For a given site, the number of reads with a modification score of >0.5 and <0.5 are counted and the modification probability is given as a percentage.

So for example, 'avg mod score' is the average modification probability of all base with a modification probability >0.5, multiplied by 100 to output the value as a percentage.

olaraym commented 1 year ago

Thanks for the response @ctsa I appreciate it. One more thing which of these values (modification probability or avg modification score) best describes CG site methylation on a particular read and is there any further cutoffs for declaring a site as being methylated aside from the >0.5 or <0.5 used in calculating the average modification and un-modification score. Regards, Laide.

ctsa commented 1 year ago

Re best describes CG site methylation on a particular read, this tool provides consensus of multiple reads at a site. The methylation of a CG site on a single read is encoded in the MM/ML tags of the bam file. One relatively easy way to see these values at each read is to view the BAM in IGV with the 5mC coloration mode turned on.

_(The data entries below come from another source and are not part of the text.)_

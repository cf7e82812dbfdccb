//! Request envelope and the command set.

use serde::{Deserialize, Serialize};
use serde_json::json;

/// Commands understood by the guest agent.
///
/// The client speaks exactly this closed set; the agent supports more,
/// but none are needed for exec-and-wait or file push.
#[derive(Debug, Clone, Copy, PartialEq, Eq, Hash, Serialize, Deserialize)]
#[serde(rename_all = "kebab-case")]
pub enum Command {
    /// Launch a process in the guest, returns `{pid}`.
    GuestExec,
    /// Poll a launched process by pid, returns exit state and captured output.
    GuestExecStatus,
    /// Open a file in the guest, returns an integer handle.
    GuestFileOpen,
    /// Write a base64 chunk to an open handle, returns `{count}`.
    GuestFileWrite,
    /// Close an open handle.
    GuestFileClose,
}

impl Command {
    /// Wire name of the command.
    pub fn as_str(&self) -> &'static str {
        match self {
            Command::GuestExec => "guest-exec",
            Command::GuestExecStatus => "guest-exec-status",
            Command::GuestFileOpen => "guest-file-open",
            Command::GuestFileWrite => "guest-file-write",
            Command::GuestFileClose => "guest-file-close",
        }
    }
}

/// Request envelope.
///
/// Serialized as a single newline-terminated JSON object.
#[derive(Debug, Clone, Serialize, Deserialize)]
pub struct QgaRequest {
    /// Command name.
    pub execute: Command,
    /// Command-specific arguments.
    pub arguments: serde_json::Value,
}

impl QgaRequest {
    /// Build a `guest-exec` request with output capture.
    pub fn guest_exec(path: &str, args: &[&str], capture_output: bool) -> Self {
        Self {
            execute: Command::GuestExec,
            arguments: json!({
                "path": path,
                "arg": args,
                "capture-output": capture_output,
            }),
        }
    }

    /// Build a `guest-exec-status` poll keyed by pid.
    pub fn guest_exec_status(pid: i64) -> Self {
        Self {
            execute: Command::GuestExecStatus,
            arguments: json!({ "pid": pid }),
        }
    }

    /// Build a `guest-file-open` request.
    pub fn guest_file_open(path: &str, mode: &str) -> Self {
        Self {
            execute: Command::GuestFileOpen,
            arguments: json!({ "path": path, "mode": mode }),
        }
    }

    /// Build a `guest-file-write` request carrying one encoded chunk.
    pub fn guest_file_write(handle: i64, buf_b64: &str) -> Self {
        Self {
            execute: Command::GuestFileWrite,
            arguments: json!({ "handle": handle, "buf-b64": buf_b64 }),
        }
    }

    /// Build a `guest-file-close` request.
    pub fn guest_file_close(handle: i64) -> Self {
        Self {
            execute: Command::GuestFileClose,
            arguments: json!({ "handle": handle }),
        }
    }
}
impl QgaClient {
    /// Create a client with default configuration.
    pub fn new(transport: Arc<dyn Transport>) -> Self {
        Self::with_config(transport, ClientConfig::default())
    }

    /// Create a client with custom configuration.
    pub fn with_config(transport: Arc<dyn Transport>, config: ClientConfig) -> Self {
        Self {
            transport,
            config,
            clock: Arc::new(WallClock),
        }
    }

    /// Replace the time source. Tests use this to drive the poll loop
    /// deterministically.
    pub fn with_clock(mut self, clock: Arc<dyn Clock>) -> Self {
        self.clock = clock;
        self
    }

    /// Run a shell command in the guest and wait for it to exit.
    ///
    /// Submits `guest-exec` of `/bin/sh -c <command>` with output
    /// capture, then polls `guest-exec-status` at a fixed interval until
    /// the process exits or `timeout` elapses. Transport errors abort
    /// without resubmitting — a resubmit would launch the command twice.
    /// On timeout the guest process keeps running; the protocol offers
    /// no cancel.
    pub fn exec(&self, command: &str, timeout: Duration) -> Result<ExecResult> {
        let submit = QgaRequest::guest_exec("/bin/sh", &["-c", command], true);
        let response = self.transport.send(&submit)?;
        let ExecReturn { pid } = decode_return(&response, Command::GuestExec)?;
        tracing::debug!(pid, command, "guest-exec submitted");

        let started = self.clock.now();
        loop {
            let response = self.transport.send(&QgaRequest::guest_exec_status(pid))?;
            let status: ExecStatus = decode_return(&response, Command::GuestExecStatus)?;
            let elapsed = self.clock.now().duration_since(started);

            match poll_transition(status, elapsed, timeout) {
                PollState::Exited(status) => return decode_exec_result(status),
                PollState::TimedOut => {
                    return Err(QgaError::Timeout {
                        command: command.to_string(),
                        elapsed,
                    })
                }
                PollState::Pending => self.clock.sleep(self.config.poll_interval),
            }
        }
    }

    /// Copy a local file into the guest at `remote`.
    ///
    /// The remote handle is closed exactly once on every exit path. A
    /// close failure never masks an earlier transfer failure.
    pub fn push(&self, local: &Path, remote: &str) -> Result<()> {
        if !local.is_file() {
            return Err(QgaError::NotFound(local.to_path_buf()));
        }

        let response = self
            .transport
            .send(&QgaRequest::guest_file_open(remote, "wb"))?;
        let handle = response
            .ret
            .as_ref()
            .and_then(serde_json::Value::as_i64)
            .ok_or_else(|| {
                QgaError::Protocol(format!(
                    "guest-file-open returned no handle for {remote}: {}",
                    response.summary()
                ))
            })?;

        let transfer = self.transfer(handle, local);
        let close = self.transport.send(&QgaRequest::guest_file_close(handle));

        match (transfer, close) {
            (Ok(total), Ok(_)) => {
                tracing::debug!(total, remote, "push complete");
                Ok(())
            }
            (Ok(_), Err(close_err)) => Err(close_err),
            (Err(transfer_err), Ok(_)) => Err(transfer_err),
            (Err(transfer_err), Err(close_err)) => {
                tracing::warn!(handle, error = %close_err, "guest-file-close failed after transfer error");
                Err(transfer_err)
            }
        }
    }

    /// Stream the file through the open handle. Aborts on the first
    /// chunk whose acknowledged count differs from its raw length; the
    /// protocol cannot resume mid-chunk.
    fn transfer(&self, handle: i64, local: &Path) -> Result<u64> {
        let mut file = File::open(local)?;
        let mut chunk = vec![0u8; self.config.chunk_size];
        let mut total: u64 = 0;

        loop {
            let len = read_chunk(&mut file, &mut chunk)?;
            if len == 0 {
                break;
            }

            let encoded = BASE64.encode(&chunk[..len]);
            let response = self
                .transport
                .send(&QgaRequest::guest_file_write(handle, &encoded))?;
            let count = match &response.ret {
                Some(value) => {
                    let ret: WriteReturn = serde_json::from_value(value.clone()).map_err(|e| {
                        QgaError::Protocol(format!("guest-file-write return malformed: {e}"))
                    })?;
                    ret.count
                }
                None => 0,
            };

            if count != len as u64 {
                return Err(QgaError::ShortWrite {
                    sent: len,
                    acknowledged: count,
                });
            }
            total += count;
            tracing::trace!(handle, chunk = len, total, "chunk acknowledged");
        }

        Ok(total)
    }
}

For the site classification, the primary output of both pileup modes, either model (recommended) or count is the modification score in column 4 of the bed output, which describes the site modification probability expressed as a percentage. In the model pileup mode this value is output from a machine learning model, and in the count pileup mode this values is the proportion of bases at the site classified as modified.

I'll update the readme of this site to increase the level of detail on these topics.

ctsa commented 1 year ago

The discussion above should be updated in the project README. Closing as complete for now.